I attended a meeting with the top execs of one of the biggest BPOs in the country. After all has been said and questioned, the meeting tapered to political discussions. From the obscenely repulsive to the heart-wrenching.

One of the men shared that once he ordered about a hundred Jollibee meals to feed applicants during a training session. This after he saw two female trainees not moving from their seats, all pale, yet trying to concentrate on the lesson at hand. The two girls hadn't had lunch. They only had fare money which they borrowed from their neighbors.

A hungry child will never learn in school. That was what we were told in college. Before feeding the mind, first feed the child.

The man said they usually get applicants like that who fail miserably in the initial training. Too much domestic and financial worries in the head and only air in the stomach.

Here they said they saw the merits of Noynoy's Conditional Cash Transfers. CCTs aren't alms; they're a lifeline. One needs to live first before they are taught how to fish. CCTs are given to families who will ensure that they send their kids to school or if mothers would take themselves and their kids to health centers for proper health education and medical check-ups and assistance.

One of the ladies in the meeting even mentioned that in one province, if all of a family's school-going children earn 100% school attendance in a month, they are given a sack of rice. Is that alms? No. It is a reward for not messing up your life despite society's indifference.

Last year, GMA, through TESDA, gave thousands of scholarships to individuals of employable age but were either jobless or daring enough to improve their lot in life through education. The grants didn't end simply at training vouchers distribution. Scholars were also given allowance daily so they would attend school every day. Remove the controversies and corruption, that was one of the best programs GMA has ever done. I won't take that away from her. Now, about 50% of those who have been trained are employed. I know this because I've seen it. We've even employed some of those former TESDA scholars.

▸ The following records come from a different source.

//! Core types for manga-dl

use serde::{Deserialize, Serialize};
use std::path::PathBuf;

/// Image file extensions recognized when deriving local page filenames
const IMAGE_EXTENSIONS: &[&str] = &["jpg", "jpeg", "png", "webp", "gif", "bmp"];

/// Unique identifier for a chapter, assigned by the source provider
#[derive(Clone, Debug, PartialEq, Eq, PartialOrd, Ord, Hash, Serialize, Deserialize)]
#[serde(transparent)]
pub struct ChapterId(pub String);

impl ChapterId {
    /// Create a new ChapterId
    pub fn new(id: impl Into<String>) -> Self {
        Self(id.into())
    }

    /// Get the inner string value
    pub fn as_str(&self) -> &str {
        &self.0
    }
}

impl From<&str> for ChapterId {
    fn from(id: &str) -> Self {
        Self(id.to_string())
    }
}

impl From<String> for ChapterId {
    fn from(id: String) -> Self {
        Self(id)
    }
}

impl std::fmt::Display for ChapterId {
    fn fmt(&self, f: &mut std::fmt::Formatter<'_>) -> std::fmt::Result {
        write!(f, "{}", self.0)
    }
}

/// A remote page image bound to its intended position within a chapter.
///
/// The ordinal is required because concurrent fetch completion order is not
/// guaranteed to match reading order: the local file for ordinal *i* always
/// represents page *i*, enforced by filename, never by arrival time.
#[derive(Clone, Debug, PartialEq, Eq, Serialize, Deserialize)]
pub struct PageRef {
    /// Direct URL to the page image
    pub url: String,
    /// 0-based intended position within the chapter (dense, unique)
    pub ordinal: u32,
}

impl PageRef {
    /// Create a new PageRef
    pub fn new(url: impl Into<String>, ordinal: u32) -> Self {
        Self {
            url: url.into(),
            ordinal,
        }
    }

    /// Deterministic local filename derived from the ordinal.
    ///
    /// Pages are named `001.jpg`, `002.png`, ... so that lexical filename order
    /// equals reading order. The extension comes from the URL when it carries a
    /// recognized image extension, `jpg` otherwise.
    pub fn filename(&self) -> String {
        format!("{:03}.{}", self.ordinal + 1, self.extension())
    }

    /// Image extension for the local file, derived from the URL path
    fn extension(&self) -> &str {
        let path = self.url.split(['?', '#']).next().unwrap_or(&self.url);
        match path.rsplit('.').next() {
            Some(ext) => {
                let lower = ext.to_ascii_lowercase();
                IMAGE_EXTENSIONS
                    .iter()
                    .find(|&&e| e == lower)
                    .copied()
                    .unwrap_or("jpg")
            }
            None => "jpg",
        }
    }
}

/// Chapter information for a manga
///
/// Represents a single chapter including its metadata and, once resolved via
/// [`crate::provider::Provider::get_chapter_pages`], its ordered page list.
#[derive(Clone, Debug, PartialEq, Serialize, Deserialize)]
pub struct Chapter {
    /// Provider-specific chapter ID
    pub chapter_id: ChapterId,
    /// Provider-specific manga ID this chapter belongs to
    pub manga_id: String,
    /// Display title (may be empty)
    pub title: String,
    /// Chapter number as published — can be "1", "1.5", "Extra", etc.
    pub chapter_number: String,
    /// Volume number, if the source groups chapters into volumes
    pub volume: Option<String>,
    /// Direct URL to the chapter page
    pub url: String,
    /// Release date as reported by the source
    pub release_date: Option<String>,
    /// Language tag (e.g. "en")
    pub language: String,
    /// Scanlation group, if reported by the source
    pub scanlator: Option<String>,
    /// Ordered page list (empty until resolved)
    #[serde(default)]
    pub pages: Vec<PageRef>,
}

/// Numeric sort key for a chapter number string.
///
/// Special chapters ("Extra", "Special", "Bonus") sort after everything
/// else; unparseable numbers sort first.
pub fn chapter_sort_key(number: &str) -> f64 {
    match number.parse::<f64>() {
        Ok(n) => n,
        Err(_)
            if matches!(
                number.to_lowercase().as_str(),
                "extra" | "special" | "bonus"
            ) =>
        {
            999_999.0
        }
        Err(_) => 0.0,
    }
}

impl Chapter {
    /// Numeric sort key for canonical chapter ordering
    pub fn sort_key(&self) -> f64 {
        chapter_sort_key(&self.chapter_number)
    }

    /// Check if this is a special/extra chapter
    pub fn is_special(&self) -> bool {
        matches!(
            self.chapter_number.to_lowercase().as_str(),
            "extra" | "special" | "bonus"
        )
    }
}

impl std::fmt::Display for Chapter {
    fn fmt(&self, f: &mut std::fmt::Formatter<'_>) -> std::fmt::Result {
        write!(f, "Chapter {}", self.chapter_number)?;
        if let Some(vol) = &self.volume {
            write!(f, " Vol.{vol}")?;
        }
        if !self.title.is_empty() {
            write!(f, ": {}", self.title)?;
        }
        Ok(())
    }
}

/// Result from a provider search — minimal info for displaying search results
#[derive(Clone, Debug, PartialEq, Eq, Serialize, Deserialize)]
pub struct SearchResult {
    /// Identity of the provider that produced this result
    pub provider_id: String,
    /// Provider-specific manga ID
    pub manga_id: String,
    /// Manga title
    pub title: String,
    /// Cover thumbnail URL
    pub cover_url: String,
    /// Direct URL to the manga page
    pub url: String,
}

/// Detailed manga information retrieved from a provider
#[derive(Clone, Debug, PartialEq, Eq, Serialize, Deserialize)]
pub struct MangaInfo {
    /// Identity of the provider this record came from
    pub provider_id: String,
    /// Provider-specific manga ID
    pub manga_id: String,
    /// Main title
    pub title: String,
    /// Alternative titles
    #[serde(default)]
    pub alternative_titles: Vec<String>,
    /// Cover image URL
    pub cover_url: String,
    /// Direct URL to the manga page
    pub url: String,
    /// Description/synopsis
    pub description: String,
    /// Authors
    #[serde(default)]
    pub authors: Vec<String>,
    /// Artists
    #[serde(default)]
    pub artists: Vec<String>,
    /// Genres
    #[serde(default)]
    pub genres: Vec<String>,
    /// Publication status ("Ongoing", "Completed", "Hiatus")
    pub status: String,
    /// Publication year, if known
    pub year: Option<i32>,
}

/// Output artifact format for a packaged chapter
#[derive(Clone, Copy, Debug, Default, PartialEq, Eq, Serialize, Deserialize)]
#[serde(rename_all = "lowercase")]
pub enum OutputFormat {
    /// CBZ archive (ZIP container with ordinal-named entries)
    #[default]
    Cbz,
    /// Paginated PDF document, each page sized to its source image
    Pdf,
    /// Flat ordinal-named image files in a per-chapter directory
    Images,
}

impl OutputFormat {
    /// Artifact file extension for this format (`None` for flat images)
    pub fn extension(&self) -> Option<&'static str> {
        match self {
            OutputFormat::Cbz => Some("cbz"),
            OutputFormat::Pdf => Some("pdf"),
            OutputFormat::Images => None,
        }
    }
}

impl std::fmt::Display for OutputFormat {
    fn fmt(&self, f: &mut std::fmt::Formatter<'_>) -> std::fmt::Result {
        match self {
            OutputFormat::Cbz => write!(f, "cbz"),
            OutputFormat::Pdf => write!(f, "pdf"),
            OutputFormat::Images => write!(f, "images"),
        }
    }
}

impl std::str::FromStr for OutputFormat {
    type Err = String;

    fn from_str(s: &str) -> std::result::Result<Self, Self::Err> {
        match s.to_lowercase().as_str() {
            "cbz" => Ok(OutputFormat::Cbz),
            "pdf" => Ok(OutputFormat::Pdf),
            "images" | "img" => Ok(OutputFormat::Images),
            other => Err(format!("unknown output format: {other}")),
        }
    }
}

/// Terminal state of one chapter's download job
#[derive(Clone, Debug, PartialEq, Eq, Serialize, Deserialize)]
#[serde(tag = "state", rename_all = "snake_case")]
pub enum ChapterOutcome {
    /// Every page succeeded and the artifact was assembled
    Completed,
    /// A complete local output already existed — no network access was made
    Skipped,
    /// Some pages failed after exhausting retries; the chapter was not packaged
    PartiallyFailed {
        /// 0-based ordinals whose pages are missing
        missing: Vec<u32>,
    },
    /// All pages failed, or a chapter-level precondition was violated
    Failed {
        /// Error description
        error: String,
    },
    /// Run-level cancellation before or during this chapter
    Cancelled,
}

impl ChapterOutcome {
    /// True for Completed and Skipped
    pub fn is_success(&self) -> bool {
        matches!(self, ChapterOutcome::Completed | ChapterOutcome::Skipped)
    }
}

/// Per-chapter result within a [`RunReport`], keyed by chapter identity
#[derive(Clone, Debug, PartialEq, Serialize, Deserialize)]
pub struct ChapterReport {
    /// Chapter identity
    pub chapter_id: ChapterId,
    /// Chapter number (for canonical re-sorting and display)
    pub chapter_number: String,
    /// Chapter title
    pub title: String,
    /// Terminal outcome
    pub outcome: ChapterOutcome,
    /// Path to the packaged artifact, when one was produced
    pub artifact: Option<PathBuf>,
}

/// Structured summary of a whole run.
///
/// Reports are keyed by chapter identity and sorted to canonical chapter order,
/// not completion order, so presentation is deterministic. The identity lists
/// for each non-success category are sufficient for a caller to retry exactly
/// the failed subset (re-runs are resumable).
#[derive(Clone, Debug, Default, PartialEq, Serialize, Deserialize)]
pub struct RunReport {
    /// Per-chapter reports in canonical chapter order
    pub chapters: Vec<ChapterReport>,
}

impl RunReport {
    /// True only if every chapter reached Completed or Skipped
    pub fn is_success(&self) -> bool {
        self.chapters.iter().all(|c| c.outcome.is_success())
    }

    /// Number of chapters with the given predicate
    fn count(&self, pred: impl Fn(&ChapterOutcome) -> bool) -> usize {
        self.chapters.iter().filter(|c| pred(&c.outcome)).count()
    }

    /// Number of completed chapters
    pub fn completed(&self) -> usize {
        self.count(|o| matches!(o, ChapterOutcome::Completed))
    }

    /// Number of skipped (already present) chapters
    pub fn skipped(&self) -> usize {
        self.count(|o| matches!(o, ChapterOutcome::Skipped))
    }

    /// Number of partially failed chapters
    pub fn partial(&self) -> usize {
        self.count(|o| matches!(o, ChapterOutcome::PartiallyFailed { .. }))
    }

    /// Number of failed chapters
    pub fn failed(&self) -> usize {
        self.count(|o| matches!(o, ChapterOutcome::Failed { .. }))
    }

    /// Number of cancelled chapters
    pub fn cancelled(&self) -> usize {
        self.count(|o| matches!(o, ChapterOutcome::Cancelled))
    }

    /// Identities of every chapter that did not reach Completed or Skipped
    pub fn retryable(&self) -> Vec<ChapterId> {
        self.chapters
            .iter()
            .filter(|c| !c.outcome.is_success())
            .map(|c| c.chapter_id.clone())
            .collect()
    }
}

/// Event emitted during the download lifecycle.
///
/// Delivered to subscribers over a bounded broadcast channel: a slow consumer
/// lags and loses old events rather than ever blocking the pipeline.
#[derive(Clone, Debug, Serialize, Deserialize)]
#[serde(tag = "type", rename_all = "snake_case")]
pub enum Event {
    /// A chapter download started
    ChapterStarted {
        /// Chapter identity
        id: ChapterId,
        /// Chapter number
        number: String,
        /// Total pages in the chapter
        pages: u32,
    },

    /// Page fetch progress within a chapter
    PageProgress {
        /// Chapter identity
        id: ChapterId,
        /// Pages finished so far (success or terminal failure)
        completed: u32,
        /// Total pages in the chapter
        total: u32,
    },

    /// Chapter fully downloaded and packaged
    ChapterCompleted {
        /// Chapter identity
        id: ChapterId,
        /// Path to the packaged artifact
        artifact: PathBuf,
    },

    /// Chapter skipped — complete local output already present
    ChapterSkipped {
        /// Chapter identity
        id: ChapterId,
    },

    /// Some pages failed permanently; the chapter was withheld from packaging
    ChapterPartiallyFailed {
        /// Chapter identity
        id: ChapterId,
        /// 0-based ordinals that are missing
        missing: Vec<u32>,
    },

    /// Chapter failed entirely
    ChapterFailed {
        /// Chapter identity
        id: ChapterId,
        /// Error message
        error: String,
    },

    /// Chapter interrupted by run-level cancellation
    ChapterCancelled {
        /// Chapter identity
        id: ChapterId,
    },

    /// The whole run finished and the aggregate report is available
    RunFinished {
        /// Completed chapter count
        completed: usize,
        /// Skipped chapter count
        skipped: usize,
        /// Partially failed chapter count
        partial: usize,
        /// Failed chapter count
        failed: usize,
        /// Cancelled chapter count
        cancelled: usize,
    },
}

We can give "free" primary and secondary education as mandated by the constitution. But some people are so poor, "free" for them isn't exactly so. Students get 20% fare discounts, but there isn't a free ride. Students sometimes get free soup, but never free lunch. And where would they write their lessons? On banana leaves? What would they use as pen? Uling?

The 37 "lawmakers" and those others who oppose the Conditional Cash Transfers should try living with the poor and start accepting the truth that poverty isn't a choice. That being poor isn't equivalent to being lazy or irresponsible.